• **Task objective**:
Beneath this task are records; print exactly the stretch of them from the line with "keyword, key_skill, profile_id" through the line with "i.name AS institution", both ends included.

******

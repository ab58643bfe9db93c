//! Snapshot rendering for transitctl.

use colored::Colorize;
use serde_json::{Value, json};

use transitline_core::{ObserverSnapshot, ReporterSnapshot, TripState};

/// Print the driver-side snapshot in the selected format.
pub fn print_reporter(snapshot: &ReporterSnapshot, json_output: bool) {
    if json_output {
        print_json(&reporter_json(snapshot));
        return;
    }

    let state = match (snapshot.state, snapshot.degraded) {
        (TripState::Idle, _) => "idle".yellow(),
        (TripState::Active, false) => "active".green(),
        (TripState::Active, true) => "active (degraded)".red(),
    };
    let mut line = format!(
        "driver {} {} position={} updated={} failures={}",
        snapshot.identifier.as_deref().unwrap_or("-").bold(),
        state,
        format_position(snapshot.last_position),
        format_time(snapshot.last_updated_at),
        snapshot.publish_failures,
    );
    if let Some(err) = &snapshot.last_error {
        line.push_str(&format!(" error={}: {}", err.kind, err.message));
    }
    println!("{line}");
}

/// Print the rider-side snapshot in the selected format.
pub fn print_observer(snapshot: &ObserverSnapshot, json_output: bool) {
    if json_output {
        print_json(&observer_json(snapshot));
        return;
    }

    let mut line = format!(
        "rider  {} remote={} local={} updated={}",
        snapshot.identifier.as_deref().unwrap_or("-").bold(),
        format_position(snapshot.remote_position),
        format_position(snapshot.local_position),
        format_time(snapshot.last_updated_at),
    );
    if snapshot.is_waiting() {
        line.push_str(&format!(" {}", "waiting for updates".yellow()));
    }
    if let Some(err) = &snapshot.last_error {
        line.push_str(&format!(" error={}: {}", err.kind, err.message));
    }
    println!("{line}");
}

fn print_json(value: &Value) {
    match serde_json::to_string(value) {
        Ok(s) => println!("{s}"),
        Err(e) => eprintln!("failed to render snapshot: {e}"),
    }
}

fn format_position(position: Option<transitline_geo::Position>) -> String {
    match position {
        Some(p) => format!("{:.5},{:.5}", p.latitude, p.longitude),
        None => "-".to_owned(),
    }
}

fn format_time(time: Option<chrono::DateTime<chrono::Utc>>) -> String {
    match time {
        Some(t) => t.format("%H:%M:%S").to_string(),
        None => "-".to_owned(),
    }
}

fn reporter_json(snapshot: &ReporterSnapshot) -> Value {
    json!({
        "role": "driver",
        "state": match snapshot.state {
            TripState::Idle => "idle",
            TripState::Active => "active",
        },
        "identifier": snapshot.identifier,
        "degraded": snapshot.degraded,
        "position": snapshot.last_position.map(|p| json!({"lat": p.latitude, "lng": p.longitude})),
        "last_updated_at": snapshot.last_updated_at.map(|t| t.to_rfc3339()),
        "publish_failures": snapshot.publish_failures,
        "last_error": snapshot.last_error.as_ref().map(|e| json!({
            "kind": e.kind.to_string(),
            "message": e.message,
        })),
    })
}

fn observer_json(snapshot: &ObserverSnapshot) -> Value {
    json!({
        "role": "rider",
        "identifier": snapshot.identifier,
        "remote_position": snapshot
            .remote_position
            .map(|p| json!({"lat": p.latitude, "lng": p.longitude})),
        "local_position": snapshot
            .local_position
            .map(|p| json!({"lat": p.latitude, "lng": p.longitude})),
        "last_updated_at": snapshot.last_updated_at.map(|t| t.to_rfc3339()),
        "waiting": snapshot.is_waiting(),
        "last_error": snapshot.last_error.as_ref().map(|e| json!({
            "kind": e.kind.to_string(),
            "message": e.message,
        })),
    })
}
//! Recording location store.

use std::collections::{HashMap, VecDeque};
use std::sync::atomic::{AtomicBool, AtomicUsize, Ordering};

use async_trait::async_trait;
use parking_lot::Mutex;
use serde_json::Value;

use transitline_errors::TransportError;
use transitline_geo::Position;
use transitline_transport::{LocationStore, wire};

/// A location store double that records every call.
///
/// Publishes and retractions are recorded in order. Fetches pop from
/// a scripted outcome queue when one is present; with no script the
/// store answers like a real one, serving the last published position
/// for the bus. Publish and retract failures can be switched on and
/// off mid-test.
#[derive(Debug, Default)]
pub struct RecordingStore {
    published: Mutex<Vec<(String, Position)>>,
    retracted: Mutex<Vec<String>>,
    current: Mutex<HashMap<String, Value>>,
    fetch_script: Mutex<VecDeque<Result<Option<Value>, TransportError>>>,
    fetch_calls: AtomicUsize,
    fail_publish: AtomicBool,
    fail_retract: AtomicBool,
}

impl RecordingStore {
    /// Create a store that accepts everything and records it.
    #[must_use]
    pub fn new() -> Self {
        Self::default()
    }

    /// Create a store whose publishes all fail as unreachable.
    #[must_use]
    pub fn with_publish_failure() -> Self {
        let store = Self::new();
        store.fail_publish.store(true, Ordering::Relaxed);
        store
    }

    /// Create a store whose retractions all fail as unreachable.
    #[must_use]
    pub fn with_retract_failure() -> Self {
        let store = Self::new();
        store.fail_retract.store(true, Ordering::Relaxed);
        store
    }

    /// Switch publish failure on or off.
    pub fn set_publish_failure(&self, fail: bool) {
        self.fail_publish.store(fail, Ordering::Relaxed);
    }

    /// Switch retract failure on or off.
    pub fn set_retract_failure(&self, fail: bool) {
        self.fail_retract.store(fail, Ordering::Relaxed);
    }

    /// Queue a scripted fetch outcome.
    pub fn push_fetch(&self, outcome: Result<Option<Value>, TransportError>) {
        self.fetch_script.lock().push_back(outcome);
    }

    /// All recorded publishes in order.
    #[must_use]
    pub fn publishes(&self) -> Vec<(String, Position)> {
        self.published.lock().clone()
    }

    /// Number of successful publishes.
    #[must_use]
    pub fn publish_count(&self) -> usize {
        self.published.lock().len()
    }

    /// All recorded retractions in order.
    #[must_use]
    pub fn retractions(&self) -> Vec<String> {
        self.retracted.lock().clone()
    }

    /// Number of fetches answered so far.
    #[must_use]
    pub fn fetch_calls(&self) -> usize {
        self.fetch_calls.load(Ordering::Relaxed)
    }

    /// Last successfully published position, if any.
    #[must_use]
    pub fn last_published(&self) -> Option<(String, Position)> {
        self.published.lock().last().cloned()
    }
}

#[async_trait]
impl LocationStore for RecordingStore {
    async fn publish(&self, bus_id: &str, position: Position) -> Result<(), TransportError> {
        if self.fail_publish.load(Ordering::Relaxed) {
            return Err(TransportError::unreachable("scripted publish failure"));
        }
        self.published.lock().push((bus_id.to_owned(), position));
        self.current
            .lock()
            .insert(bus_id.to_owned(), wire::encode_position(&position));
        Ok(())
    }

    async fn fetch_current(&self, bus_id: &str) -> Result<Option<Value>, TransportError> {
        self.fetch_calls.fetch_add(1, Ordering::Relaxed);
        let scripted = self.fetch_script.lock().pop_front();
        match scripted {
            Some(outcome) => outcome,
            None => Ok(self.current.lock().get(bus_id).cloned()),
        }
    }

    async fn retract(&self, bus_id: &str) -> Result<(), TransportError> {
        if self.fail_retract.load(Ordering::Relaxed) {
            return Err(TransportError::unreachable("scripted retract failure"));
        }
        self.retracted.lock().push(bus_id.to_owned());
        self.current.lock().remove(bus_id);
        Ok(())
    }
}
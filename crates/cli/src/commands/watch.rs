//! Watch a bus identifier and print the rider's view.

use std::sync::Arc;
use std::time::Duration;

use anyhow::Result;
use tokio::time::sleep;
use tracing::info;

use transitline_core::{Observer, ObserverConfig};
use transitline_source::SyntheticSource;
use transitline_transport::MemoryStore;

use crate::output;

pub async fn execute(bus_id: &str, duration_secs: u64, poll_ms: u64, json: bool) -> Result<()> {
    let store = Arc::new(MemoryStore::new());
    let source = Arc::new(SyntheticSource::new());
    let config = ObserverConfig {
        poll_interval: Duration::from_millis(poll_ms),
        local_sample_interval: Duration::from_millis(poll_ms),
        ..ObserverConfig::default()
    };
    let mut observer = Observer::new(source, store, config);

    observer.watch(bus_id)?;
    info!(bus_id, "watching");

    for _ in 0..duration_secs.max(1) {
        sleep(Duration::from_secs(1)).await;
        output::print_observer(&observer.snapshot(), json);
    }

    observer.unwatch();
    Ok(())
}
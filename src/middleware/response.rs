use axum::{
    http::StatusCode,
    response::{IntoResponse, Json, Response},
};
use serde::Serialize;

/// Successful JSON response: the wire representation itself, no envelope
#[derive(Debug)]
pub struct ApiResponse<T: Serialize> {
    pub data: T,
    pub status_code: StatusCode,
}

impl<T: Serialize> ApiResponse<T> {
    /// 200 OK
    pub fn success(data: T) -> Self {
        Self {
            data,
            status_code: StatusCode::OK,
        }
    }

    /// 201 Created
    pub fn created(data: T) -> Self {
        Self {
            data,
            status_code: StatusCode::CREATED,
        }
    }
}

impl ApiResponse<()> {
    /// 204 No Content (empty body)
    pub fn no_content() -> Self {
        Self {
            data: (),
            status_code: StatusCode::NO_CONTENT,
        }
    }
}

impl<T: Serialize> IntoResponse for ApiResponse<T> {
    fn into_response(self) -> Response {
        if self.status_code == StatusCode::NO_CONTENT {
            return self.status_code.into_response();
        }
        (self.status_code, Json(self.data)).into_response()
    }
}

pub type ApiResult<T> = Result<ApiResponse<T>, crate::error::ApiError>;
use axum::{
    extract::{rejection::JsonRejection, State},
    Extension, Json,
};

use super::Resource;
use crate::api::WriteBody;
use crate::app::AppState;
use crate::middleware::{ApiResponse, ApiResult, AuthUser};

/// POST /{entity}/
pub async fn create<R: Resource>(
    State(state): State<AppState>,
    user: Option<Extension<AuthUser>>,
    body: Result<Json<R::Body>, JsonRejection>,
) -> ApiResult<R::Record> {
    let Json(body) = body?;
    body.check()?;

    let record = R::create(&state.store, body.into_create()).await?;
    tracing::info!(
        "Created {} {} by {}",
        R::KIND.segment(),
        R::id(&record),
        user.as_ref().map_or("anonymous", |Extension(u)| u.username.as_str())
    );

    Ok(ApiResponse::created(record))
}
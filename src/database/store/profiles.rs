use tracing::debug;

use super::Store;
use crate::database::manager::DatabaseError;
use crate::database::models::{CertificateSummary, Profile, ProfileDetail, ProfileFields, Project};

impl Store {
    pub async fn list_profiles(&self) -> Result<Vec<Profile>, DatabaseError> {
        let rows = sqlx::query_as::<_, Profile>(
            "SELECT id, name, github, linkedin, bio FROM profiles ORDER BY id",
        )
        .fetch_all(&self.pool)
        .await?;
        Ok(rows)
    }

    pub async fn get_profile(&self, id: i64) -> Result<Profile, DatabaseError> {
        sqlx::query_as::<_, Profile>("SELECT id, name, github, linkedin, bio FROM profiles WHERE id = ?")
            .bind(id)
            .fetch_optional(&self.pool)
            .await?
            .ok_or_else(|| DatabaseError::not_found("profile", id))
    }

    pub async fn insert_profile(&self, fields: ProfileFields) -> Result<Profile, DatabaseError> {
        let profile = sqlx::query_as::<_, Profile>(
            "INSERT INTO profiles (name, github, linkedin, bio) VALUES (?, ?, ?, ?)
             RETURNING id, name, github, linkedin, bio",
        )
        .bind(fields.name)
        .bind(fields.github)
        .bind(fields.linkedin)
        .bind(fields.bio)
        .fetch_one(&self.pool)
        .await?;
        Ok(profile)
    }

    pub async fn update_profile(&self, id: i64, fields: ProfileFields) -> Result<Profile, DatabaseError> {
        sqlx::query_as::<_, Profile>(
            "UPDATE profiles SET name = ?, github = ?, linkedin = ?, bio = ? WHERE id = ?
             RETURNING id, name, github, linkedin, bio",
        )
        .bind(fields.name)
        .bind(fields.github)
        .bind(fields.linkedin)
        .bind(fields.bio)
        .bind(id)
        .fetch_optional(&self.pool)
        .await?
        .ok_or_else(|| DatabaseError::not_found("profile", id))
    }

    /// Removes the profile, its projects and its certificate links.
    /// Certificates themselves survive.
    pub async fn delete_profile(&self, id: i64) -> Result<(), DatabaseError> {
        let mut tx = self.pool.begin().await?;

        let links = sqlx::query("DELETE FROM certificate_profiles WHERE profile_id = ?")
            .bind(id)
            .execute(&mut *tx)
            .await?
            .rows_affected();
        let projects = sqlx::query("DELETE FROM projects WHERE profile_id = ?")
            .bind(id)
            .execute(&mut *tx)
            .await?
            .rows_affected();
        let removed = sqlx::query("DELETE FROM profiles WHERE id = ?")
            .bind(id)
            .execute(&mut *tx)
            .await?
            .rows_affected();

        if removed == 0 {
            return Err(DatabaseError::not_found("profile", id));
        }

        tx.commit().await?;
        debug!(profile = id, projects, links, "deleted profile");
        Ok(())
    }

    /// Profile with its projects and linked certificates, for the HTML page.
    pub async fn profile_detail(&self, id: i64) -> Result<ProfileDetail, DatabaseError> {
        let mut conn = self.pool.acquire().await?;

        let profile = sqlx::query_as::<_, Profile>("SELECT id, name, github, linkedin, bio FROM profiles WHERE id = ?")
            .bind(id)
            .fetch_optional(&mut *conn)
            .await?
            .ok_or_else(|| DatabaseError::not_found("profile", id))?;

        let projects = sqlx::query_as::<_, Project>(
            "SELECT id, name, description, github_url, keyword, key_skill, profile_id
             FROM projects WHERE profile_id = ? ORDER BY id",
        )
        .bind(id)
        .fetch_all(&mut *conn)
        .await?;

        let certificates = sqlx::query_as::<_, CertificateSummary>(
            "SELECT c.id AS id, c.name AS name, i.name AS institution
             FROM certificates c
             JOIN certificate_profiles cp ON cp.certificate_id = c.id
             JOIN certifying_institutions i ON i.id = c.certifying_institution_id
             WHERE cp.profile_id = ?
             ORDER BY c.id",
        )
        .bind(id)
        .fetch_all(&mut *conn)
        .await?;

        Ok(ProfileDetail {
            profile,
            projects,
            certificates,
        })
    }
}
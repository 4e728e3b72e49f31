use axum::extract::{rejection::PathRejection, Path, State};

use super::Resource;
use crate::app::AppState;
use crate::middleware::{ApiResponse, ApiResult};

/// DELETE /{entity}/{id}/ - cascades run in the store
pub async fn destroy<R: Resource>(
    State(state): State<AppState>,
    id: Result<Path<i64>, PathRejection>,
) -> ApiResult<()> {
    let Path(id) = id?;
    R::delete(&state.store, id).await?;
    tracing::info!("Deleted {} {}", R::KIND.segment(), id);
    Ok(ApiResponse::no_content())
}
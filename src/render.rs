//! Server-rendered profile page.

use crate::database::models::ProfileDetail;

/// Escape text for HTML element content and double-quoted attributes.
pub fn escape(raw: &str) -> String {
    let mut out = String::with_capacity(raw.len());
    for c in raw.chars() {
        match c {
            '&' => out.push_str("&amp;"),
            '<' => out.push_str("&lt;"),
            '>' => out.push_str("&gt;"),
            '"' => out.push_str("&quot;"),
            '\'' => out.push_str("&#x27;"),
            _ => out.push(c),
        }
    }
    out
}

pub fn profile_page(detail: &ProfileDetail) -> String {
    let profile = &detail.profile;
    let name = escape(&profile.name);

    let mut html = String::new();
    html.push_str("<!DOCTYPE html>\n<html lang=\"en\">\n<head>\n<meta charset=\"utf-8\">\n");
    html.push_str(&format!("<title>{}</title>\n</head>\n<body>\n", name));

    html.push_str(&format!("<h1>{}</h1>\n", name));
    html.push_str(&format!("<p class=\"bio\">{}</p>\n", escape(&profile.bio)));
    html.push_str(&format!(
        "<p class=\"links\"><a href=\"{}\">GitHub</a> <a href=\"{}\">LinkedIn</a></p>\n",
        escape(&profile.github),
        escape(&profile.linkedin)
    ));

    html.push_str("<section id=\"projects\">\n<h2>Projects</h2>\n");
    if detail.projects.is_empty() {
        html.push_str("<p>No projects yet.</p>\n");
    } else {
        html.push_str("<ul>\n");
        for project in &detail.projects {
            html.push_str(&format!(
                "<li><h3><a href=\"{}\">{}</a></h3><p>{}</p><p>Keyword: {} | Key skill: {}</p></li>\n",
                escape(&project.github_url),
                escape(&project.name),
                escape(&project.description),
                escape(&project.keyword),
                escape(&project.key_skill)
            ));
        }
        html.push_str("</ul>\n");
    }
    html.push_str("</section>\n");

    html.push_str("<section id=\"certificates\">\n<h2>Certificates</h2>\n");
    if detail.certificates.is_empty() {
        html.push_str("<p>No certificates yet.</p>\n");
    } else {
        html.push_str("<ul>\n");
        for certificate in &detail.certificates {
            html.push_str(&format!(
                "<li>{} <span class=\"institution\">({})</span></li>\n",
                escape(&certificate.name),
                escape(&certificate.institution)
            ));
        }
        html.push_str("</ul>\n");
    }
    html.push_str("</section>\n</body>\n</html>\n");

    html
}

******

• **Exercise answer**:
            "SELECT id, name, description, github_url, keyword, key_skill, profile_id
             FROM projects WHERE profile_id = ? ORDER BY id",
        )
        .bind(id)
        .fetch_all(&mut *conn)
        .await?;

        let certificates = sqlx::query_as::<_, CertificateSummary>(
            "SELECT c.id AS id, c.name AS name, i.name AS institution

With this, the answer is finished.